> [What you will do] Give the number of lines in the entries below that hold "deps", with no accompanying words.

Dataset entries:
------------------------

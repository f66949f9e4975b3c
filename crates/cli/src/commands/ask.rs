use std::sync::Arc;

use returndesk_agent::retrieval::PolicyDocumentRetriever;
use returndesk_agent::{AgentDependencies, AgentRuntime, ChatTurnRequest};
use returndesk_core::domain::conversation::ThreadId;
use returndesk_db::{connect_with_settings, migrations, session_store_for, SqliteDataStore};
use serde_json::json;

use crate::commands::{prepare, CommandResult};

/// Runs one chat turn against the configured services and prints the reply.
///
/// With the `sqlite` session backend, `thread_id` continues an earlier conversation.
pub fn run(message: &str, thread_id: Option<String>) -> CommandResult {
    let (config, runtime) = match prepare("ask") {
        Ok(prepared) => prepared,
        Err(failure) => return failure,
    };

    let retriever =
        match PolicyDocumentRetriever::load(&config.policy.document_path, config.policy.max_passages) {
            Ok(retriever) => retriever,
            Err(error) => {
                return CommandResult::failure("ask", "policy_document", format!("{error:#}"), 2);
            }
        };

    let result = runtime.block_on(async {
        let pool = connect_with_settings(
            &config.database.url,
            config.database.max_connections,
            config.database.timeout_secs,
        )
        .await
        .map_err(|error| ("db_connectivity", error.to_string(), 4u8))?;
        migrations::run_pending(&pool)
            .await
            .map_err(|error| ("migration", error.to_string(), 5u8))?;

        let deps = AgentDependencies::from_config(
            &config,
            Arc::new(SqliteDataStore::new(pool.clone())),
            session_store_for(&config.sessions, &pool),
            Arc::new(retriever),
        )
        .map_err(|error| ("agent_assembly", error.to_string(), 2u8))?;
        let agent = AgentRuntime::from_config(&config, deps);

        let turn = agent
            .handle_message(ChatTurnRequest {
                thread_id: thread_id.map(ThreadId),
                message: message.to_string(),
                prior_history: Vec::new(),
            })
            .await
            .map_err(|error| ("chat_turn", error.to_string(), 7u8))?;

        pool.close().await;
        Ok::<_, (&'static str, String, u8)>(turn)
    });

    match result {
        Ok(turn) => CommandResult::success_with_details(
            "ask",
            turn.reply,
            json!({
                "thread_id": turn.thread_id.as_str(),
                "route": turn.route.as_str(),
                "history_len": turn.history.len(),
            }),
        ),
        Err((error_class, message, exit_code)) => {
            CommandResult::failure("ask", error_class, message, exit_code)
        }
    }
}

------------------------

> [Response to this exercise] 2